Stored data entries
-=-=-

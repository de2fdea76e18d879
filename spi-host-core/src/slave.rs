//! Slave device description
//!
//! A slave descriptor captures everything the host needs to talk to one
//! device on one chip-select line. It is validated once when a handle is
//! created and re-applied to the peripheral before every transfer.

#[cfg(feature = "serde")]
use serde::{Deserialize, Serialize};

use crate::clock::{self, ClockError};

/// Largest chip-select idle/lead/trail count (4-bit fields)
pub const CSN_TIMING_MAX: u8 = 15;

/// SPI clock polarity
#[derive(Debug, Clone, Copy, PartialEq, Eq, Default)]
#[cfg_attr(feature = "defmt", derive(defmt::Format))]
#[cfg_attr(feature = "serde", derive(Serialize, Deserialize))]
pub enum Polarity {
    /// Clock idles low (CPOL=0)
    #[default]
    IdleLow,
    /// Clock idles high (CPOL=1)
    IdleHigh,
}

/// SPI clock phase
#[derive(Debug, Clone, Copy, PartialEq, Eq, Default)]
#[cfg_attr(feature = "defmt", derive(defmt::Format))]
#[cfg_attr(feature = "serde", derive(Serialize, Deserialize))]
pub enum Phase {
    /// Data captured on first clock transition (CPHA=0)
    #[default]
    CaptureOnFirstTransition,
    /// Data captured on second clock transition (CPHA=1)
    CaptureOnSecondTransition,
}

/// SPI mode (combined polarity and phase)
#[derive(Debug, Clone, Copy, PartialEq, Eq)]
#[cfg_attr(feature = "defmt", derive(defmt::Format))]
#[cfg_attr(feature = "serde", derive(Serialize, Deserialize))]
pub enum Mode {
    /// Mode 0: CPOL=0, CPHA=0
    Mode0,
    /// Mode 1: CPOL=0, CPHA=1
    Mode1,
    /// Mode 2: CPOL=1, CPHA=0
    Mode2,
    /// Mode 3: CPOL=1, CPHA=1
    Mode3,
}

impl From<Mode> for (Polarity, Phase) {
    fn from(mode: Mode) -> Self {
        match mode {
            Mode::Mode0 => (Polarity::IdleLow, Phase::CaptureOnFirstTransition),
            Mode::Mode1 => (Polarity::IdleLow, Phase::CaptureOnSecondTransition),
            Mode::Mode2 => (Polarity::IdleHigh, Phase::CaptureOnFirstTransition),
            Mode::Mode3 => (Polarity::IdleHigh, Phase::CaptureOnSecondTransition),
        }
    }
}

impl From<(Polarity, Phase)> for Mode {
    fn from(pair: (Polarity, Phase)) -> Self {
        match pair {
            (Polarity::IdleLow, Phase::CaptureOnFirstTransition) => Mode::Mode0,
            (Polarity::IdleLow, Phase::CaptureOnSecondTransition) => Mode::Mode1,
            (Polarity::IdleHigh, Phase::CaptureOnFirstTransition) => Mode::Mode2,
            (Polarity::IdleHigh, Phase::CaptureOnSecondTransition) => Mode::Mode3,
        }
    }
}

/// Why a slave descriptor was rejected
#[derive(Debug, Clone, Copy, PartialEq, Eq)]
#[cfg_attr(feature = "defmt", derive(defmt::Format))]
pub enum SlaveError {
    /// Chip-select line does not exist on the peripheral
    CsidInvalid,
    /// Frequency outside the reachable range
    Frequency(ClockError),
    /// Chip-select timing count does not fit its field
    TimingInvalid,
}

impl From<ClockError> for SlaveError {
    fn from(e: ClockError) -> Self {
        SlaveError::Frequency(e)
    }
}

/// One device on the bus
#[derive(Debug, Clone, Copy, PartialEq, Eq, Default)]
#[cfg_attr(feature = "defmt", derive(defmt::Format))]
#[cfg_attr(feature = "serde", derive(Serialize, Deserialize))]
pub struct SlaveDescriptor {
    /// Chip-select line
    pub csid: u8,
    /// SCK frequency in Hz (the realized frequency once a handle holds it)
    pub freq_hz: u32,
    /// Clock polarity
    pub polarity: Polarity,
    /// Clock phase
    pub phase: Phase,
    /// Minimum idle half-cycles between commands, minus one
    pub csn_idle: u8,
    /// Half-cycles from CS assertion to first SCK edge, minus one
    pub csn_lead: u8,
    /// Half-cycles from last SCK edge to CS release, minus one
    pub csn_trail: u8,
    /// Sample a full cycle after launch instead of half
    pub full_cycle: bool,
}

impl SlaveDescriptor {
    /// Zeroed descriptor held by an invalidated handle
    pub const ZERO: Self = Self::new(0, 0);

    /// Mode 0 device with minimal chip-select timing
    pub const fn new(csid: u8, freq_hz: u32) -> Self {
        Self {
            csid,
            freq_hz,
            polarity: Polarity::IdleLow,
            phase: Phase::CaptureOnFirstTransition,
            csn_idle: 0,
            csn_lead: 0,
            csn_trail: 0,
            full_cycle: false,
        }
    }

    pub fn with_mode(self, mode: Mode) -> Self {
        let (polarity, phase) = mode.into();
        Self {
            polarity,
            phase,
            ..self
        }
    }

    pub const fn with_timing(self, idle: u8, lead: u8, trail: u8) -> Self {
        Self {
            csn_idle: idle,
            csn_lead: lead,
            csn_trail: trail,
            ..self
        }
    }

    pub const fn with_full_cycle(self, full_cycle: bool) -> Self {
        Self { full_cycle, ..self }
    }

    /// Combined polarity and phase
    pub fn mode(&self) -> Mode {
        (self.polarity, self.phase).into()
    }

    /// Check the descriptor against a peripheral and return its divider
    ///
    /// # Arguments
    /// * `num_cs` - Chip-select lines on the peripheral
    /// * `sys_clk_hz` - System clock feeding the peripheral
    pub fn validate(&self, num_cs: u8, sys_clk_hz: u32) -> Result<u16, SlaveError> {
        if self.csid >= num_cs {
            return Err(SlaveError::CsidInvalid);
        }
        if self.csn_idle > CSN_TIMING_MAX
            || self.csn_lead > CSN_TIMING_MAX
            || self.csn_trail > CSN_TIMING_MAX
        {
            return Err(SlaveError::TimingInvalid);
        }
        Ok(clock::clock_divider(sys_clk_hz, self.freq_hz)?)
    }

    /// Same descriptor with the frequency replaced by what `divider` yields
    pub fn realized(self, sys_clk_hz: u32, divider: u16) -> Self {
        Self {
            freq_hz: clock::realized_frequency(sys_clk_hz, divider),
            ..self
        }
    }
}

#[cfg(test)]
mod tests {
    use super::*;

    const SYS: u32 = 100_000_000;

    #[test]
    fn test_validate_returns_divider() {
        let slave = SlaveDescriptor::new(1, 10_000_000);
        assert_eq!(slave.validate(2, SYS), Ok(4));
        assert_eq!(slave.realized(SYS, 4).freq_hz, 10_000_000);
    }

    #[test]
    fn test_csid_out_of_range() {
        let slave = SlaveDescriptor::new(2, 1_000_000);
        assert_eq!(slave.validate(2, SYS), Err(SlaveError::CsidInvalid));
    }

    #[test]
    fn test_frequency_out_of_range() {
        let slow = SlaveDescriptor::new(0, 100);
        assert_eq!(
            slow.validate(2, SYS),
            Err(SlaveError::Frequency(ClockError::TooLow))
        );
        let fast = SlaveDescriptor::new(0, 60_000_000);
        assert_eq!(
            fast.validate(2, SYS),
            Err(SlaveError::Frequency(ClockError::TooHigh))
        );
    }

    #[test]
    fn test_timing_fields_limited() {
        let slave = SlaveDescriptor::new(0, 1_000_000).with_timing(0, 16, 0);
        assert_eq!(slave.validate(2, SYS), Err(SlaveError::TimingInvalid));
    }

    #[test]
    fn test_mode_round_trip() {
        for mode in [Mode::Mode0, Mode::Mode1, Mode::Mode2, Mode::Mode3] {
            assert_eq!(SlaveDescriptor::new(0, 1).with_mode(mode).mode(), mode);
        }
    }

    #[test]
    fn test_with_mode_sets_polarity_and_phase() {
        let slave = SlaveDescriptor::new(0, 1).with_mode(Mode::Mode2);
        assert_eq!(slave.polarity, Polarity::IdleHigh);
        assert_eq!(slave.phase, Phase::CaptureOnFirstTransition);
    }
}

-=-=-

* _Exercise_: Using the data above, return each line that includes the word "peripheral".

* _Response to this task_:
//! created and re-applied to the peripheral before every transfer.
    /// Chip-select line does not exist on the peripheral
    /// Check the descriptor against a peripheral and return its divider
    /// * `num_cs` - Chip-select lines on the peripheral
    /// * `sys_clk_hz` - System clock feeding the peripheral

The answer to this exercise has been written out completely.